Rebuild (n.): The disassembly of some or all of a core as a prelude to an effort to create a new one, often as a strategic pivot away from another form of team-building.
“A rebuild, if you’re going to use that word, is, ‘How do we build a winner in this place?’ If you’re using that word, you’re in some way acknowledging that whatever is in place isn’t working.”
— Pirates GM Ben Cherington
Note: While a literal rebuild necessarily requires active measures to build, the term is sometimes employed or perceived as a euphemism for tanking.
“ ‘Rebuild’ tends to be a gentler term for teams to make a decision not to be competitive for several years.”
— an American League GM
Sustainability (n.): 1. A position of being realistic division favorites for usually at least three consecutive years, with annual win projections in the low to mid 90s. 2. A Zen-like state in which a team enjoys relative contentment regarding both its short- and long-term prospects while engaging in transactions that are in service of both the present and future.

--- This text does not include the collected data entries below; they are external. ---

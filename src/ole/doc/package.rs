use super::super::{OleError, OleFile};
/// Package implementation for legacy Word documents (.doc).
use super::document::Document;
use std::fs::File;
use std::io::{self, Read, Seek};
use std::path::Path;

/// Error types for DOC file parsing.
///
/// One hand-rolled enum spanning the whole pipeline (schema lookup, record
/// decoding, Fib/Clx parsing, and stream discovery), following this
/// codebase's existing `OleError` convention rather than a derive-macro error
/// crate.
#[derive(Debug)]
pub enum DocError {
    /// IO error
    Io(io::Error),
    /// OLE file error
    Ole(OleError),
    /// Invalid DOC format
    InvalidFormat(String),
    /// Stream not found
    StreamNotFound(String),
    /// A schema tag has no registered layout.
    UnknownRecordType(String),
    /// A record's byte slice ran out before its schema did.
    Truncated(String),
    /// A length field claims more bytes than the surrounding blob holds.
    InconsistentLength(String),
    /// No `0x02` byte found while splitting Clx into RgPrc/Pcdt.
    MissingPcdt,
    /// A PlcPcd blob's length does not satisfy the `12N - 8` form.
    MalformedPlcPcd(String),
    /// Zero or multiple candidate Table streams in the compound file.
    AmbiguousTableStream(String),
}

impl From<io::Error> for DocError {
    fn from(err: io::Error) -> Self {
        DocError::Io(err)
    }
}

impl From<OleError> for DocError {
    fn from(err: OleError) -> Self {
        DocError::Ole(err)
    }
}

impl std::fmt::Display for DocError {
    fn fmt(&self, f: &mut std::fmt::Formatter<'_>) -> std::fmt::Result {
        match self {
            DocError::Io(e) => write!(f, "IO error: {}", e),
            DocError::Ole(e) => write!(f, "OLE error: {}", e),
            DocError::InvalidFormat(s) => write!(f, "Invalid format: {}", s),
            DocError::StreamNotFound(s) => write!(f, "Stream not found: {}", s),
            DocError::UnknownRecordType(tag) => write!(f, "unknown record type: {}", tag),
            DocError::Truncated(s) => write!(f, "truncated input: {}", s),
            DocError::InconsistentLength(s) => write!(f, "inconsistent length: {}", s),
            DocError::MissingPcdt => write!(f, "no 0x02 Pcdt marker found in Clx blob"),
            DocError::MalformedPlcPcd(s) => write!(f, "malformed PlcPcd: {}", s),
            DocError::AmbiguousTableStream(s) => write!(f, "ambiguous Table stream: {}", s),
        }
    }
}

impl std::error::Error for DocError {}

/// Result type for DOC operations.
pub type Result<T> = std::result::Result<T, DocError>;

/// A Word (.doc) package.
///
/// This is the main entry point for working with legacy Word documents.
/// It wraps an OLE file and provides Word-specific functionality.
///
/// # Examples
///
/// ```rust,no_run
/// use litchi::doc::Package;
///
/// // Open an existing document
/// let mut pkg = Package::open("document.doc")?;
///
/// // Get the main document
/// let doc = pkg.document()?;
///
/// // Extract text
/// let text = doc.text();
/// println!("{}", text);
/// # Ok::<(), Box<dyn std::error::Error>>(())
/// ```
pub struct Package<R: Read + Seek = File> {
    /// The underlying OLE file
    ole: OleFile<R>,
}

impl Package<File> {
    /// Open a .doc package from a file path.
    ///
    /// # Arguments
    ///
    /// * `path` - Path to the .doc file
    ///
    /// # Examples
    ///
    /// ```rust,no_run
    /// use litchi::doc::Package;
    ///
    /// let pkg = Package::open("document.doc")?;
    /// # Ok::<(), Box<dyn std::error::Error>>(())
    /// ```
    pub fn open<P: AsRef<Path>>(path: P) -> Result<Self> {
        let file = File::open(path)?;
        Package::from_reader(file)
    }
}

impl<R: Read + Seek> Package<R> {
    /// Create a Package from any reader that implements Read + Seek.
    ///
    /// # Arguments
    ///
    /// * `reader` - A reader containing the .doc file data
    ///
    /// # Examples
    ///
    /// ```rust,no_run
    /// use std::fs::File;
    /// use litchi::ole::doc::Package;
    ///
    /// let file = File::open("document.doc")?;
    /// let pkg = Package::from_reader(file)?;
    /// # Ok::<(), Box<dyn std::error::Error>>(())
    /// ```
    pub fn from_reader(reader: R) -> Result<Self> {
        let ole = OleFile::open(reader)?;

        // Verify it's a Word document by checking for the WordDocument stream
        if !ole.exists(&["WordDocument"]) {
            return Err(DocError::InvalidFormat(
                "Not a valid Word document: WordDocument stream not found".to_string(),
            ));
        }

        Ok(Self { ole })
    }

    /// Create a Package from an already-parsed OLE file.
    ///
    /// This is used for single-pass parsing where the OLE file has already
    /// been parsed during format detection. It avoids double-parsing.
    ///
    /// # Arguments
    ///
    /// * `ole` - An already-parsed OLE file
    ///
    /// # Examples
    ///
    /// ```rust,no_run
    /// use litchi::ole::{OleFile, doc::Package};
    /// use std::io::Cursor;
    ///
    /// let bytes = std::fs::read("document.doc")?;
    /// let ole = OleFile::open(Cursor::new(bytes))?;
    /// let pkg = Package::from_ole_file(ole)?;
    /// # Ok::<(), Box<dyn std::error::Error>>(())
    /// ```
    pub fn from_ole_file(ole: OleFile<R>) -> Result<Self> {
        // Verify it's a Word document by checking for the WordDocument stream
        if !ole.exists(&["WordDocument"]) {
            return Err(DocError::InvalidFormat(
                "Not a valid Word document: WordDocument stream not found".to_string(),
            ));
        }

        Ok(Self { ole })
    }

    /// Get the main document, extracting its text with the default options
    /// (latin-1 for compressed pieces).
    ///
    /// # Examples
    ///
    /// ```rust,no_run
    /// use litchi::doc::Package;
    ///
    /// let mut pkg = Package::open("document.doc")?;
    /// let doc = pkg.document()?;
    /// # Ok::<(), Box<dyn std::error::Error>>(())
    /// ```
    pub fn document(&mut self) -> Result<Document> {
        self.document_with_options(super::text::TextExtractionOptions::default())
    }

    /// Get the main document, extracting its text with the given options.
    pub fn document_with_options(
        &mut self,
        options: super::text::TextExtractionOptions,
    ) -> Result<Document> {
        Document::from_ole(&mut self.ole, &options)
    }

    /// Get the underlying OLE file.
    ///
    /// This provides access to lower-level OLE operations and streams.
    #[inline]
    pub fn ole_file(&mut self) -> &mut OleFile<R> {
        &mut self.ole
    }
}

#[cfg(test)]
mod tests {
    use super::*;

    #[test]
    #[ignore] // Requires test file
    fn test_open_package() {
        let result = Package::open("test.doc");
        assert!(result.is_ok());
    }

    #[test]
    #[ignore] // Requires test file
    fn test_invalid_file() {
        // Create a non-DOC file
        std::fs::write("test_invalid.tmp", b"Not a DOC file").unwrap();
        let result = Package::open("test_invalid.tmp");
        assert!(result.is_err());
        std::fs::remove_file("test_invalid.tmp").ok();
    }
}
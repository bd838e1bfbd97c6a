/// Schema-driven decoding of fixed-layout records.
///
/// Given a record-type tag and a byte slice, walks the tag's schema in order,
/// slicing off each field's bytes and decoding it (or its bit sub-fields) into a
/// [`Record`].
use super::package::{DocError, Result};
use super::primitive::{decode_bits, DecodedField, FieldValue, Record};
use super::schema::{self, SchemaEntry};

/// Parse `bytes` as an instance of the record type named `tag`.
///
/// Fails with [`DocError::UnknownRecordType`] if `tag` has no registered schema,
/// and with [`DocError::Truncated`] if `bytes` runs out before the schema does.
pub fn parse(tag: &str, bytes: &[u8]) -> Result<Record> {
    let schema = schema::lookup(tag).ok_or_else(|| DocError::UnknownRecordType(tag.to_string()))?;
    parse_with_schema(&schema, bytes, tag)
}

/// Parse `bytes` against an explicit schema (used by callers that build a
/// schema dynamically, such as the `FibRgFcLcb` walk).
pub fn parse_with_schema(schema: &[SchemaEntry], bytes: &[u8], tag: &str) -> Result<Record> {
    let mut record = Record::new();
    let mut cursor = 0usize;

    for entry in schema {
        let len = entry.len();
        if cursor + len > bytes.len() {
            return Err(DocError::Truncated(format!(
                "{}: field '{}' needs {} bytes at offset {}, only {} available",
                tag,
                entry.name(),
                len,
                cursor,
                bytes.len() - cursor
            )));
        }
        let slice = &bytes[cursor..cursor + len];
        cursor += len;

        match entry {
            SchemaEntry::Opaque { name, .. } => {
                record.insert(*name, FieldValue::Field(DecodedField::decode(slice)));
            }
            SchemaEntry::Bits { names, widths, .. } => {
                for (sub_name, field) in names.iter().zip(decode_bits(slice, widths)) {
                    record.insert(*sub_name, FieldValue::Bits(field));
                }
            }
        }
    }

    Ok(record)
}

#[cfg(test)]
mod tests {
    use super::*;

    #[test]
    fn test_parse_clw() {
        let rec = parse("Clw", &[0x05, 0x00]).unwrap();
        assert_eq!(rec.numeric("clw"), Some(5));
    }

    #[test]
    fn test_parse_unknown_tag() {
        let err = parse("NoSuchRecord", &[0x00]);
        assert!(matches!(err, Err(DocError::UnknownRecordType(_))));
    }

    #[test]
    fn test_parse_truncated() {
        let err = parse("FibBase", &[0x00; 4]);
        assert!(matches!(err, Err(DocError::Truncated(_))));
    }

    #[test]
    fn test_parse_pcd() {
        let mut bytes = vec![0u8; 8];
        bytes[2..6].copy_from_slice(&0x1234_5678u32.to_le_bytes());
        let rec = parse("Pcd", &bytes).unwrap();
        assert_eq!(rec.numeric("fc"), Some(0x1234_5678));
    }
}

“When you talk about a more sustainable, championship-caliber team, that’s when … you feel that you have a really, really great chance to win the division and you have the roster built not only for the coming year but for years to come based on the pipeline of talent you have coming to continue to replenish regardless of what happens. It’s less dependent on, ‘You need the ball to bounce your way and get the breaks.’ ”
Tanking (n.): 1. A deliberate commitment to field terrible teams for multiple years in an effort to improve your prospect base through the draft and through trades of any valuable big leaguers while preserving as many resources as possible for a theoretical future of contention and sustainability. 2. A tear-down of a major league roster without near-term ambitions of contention.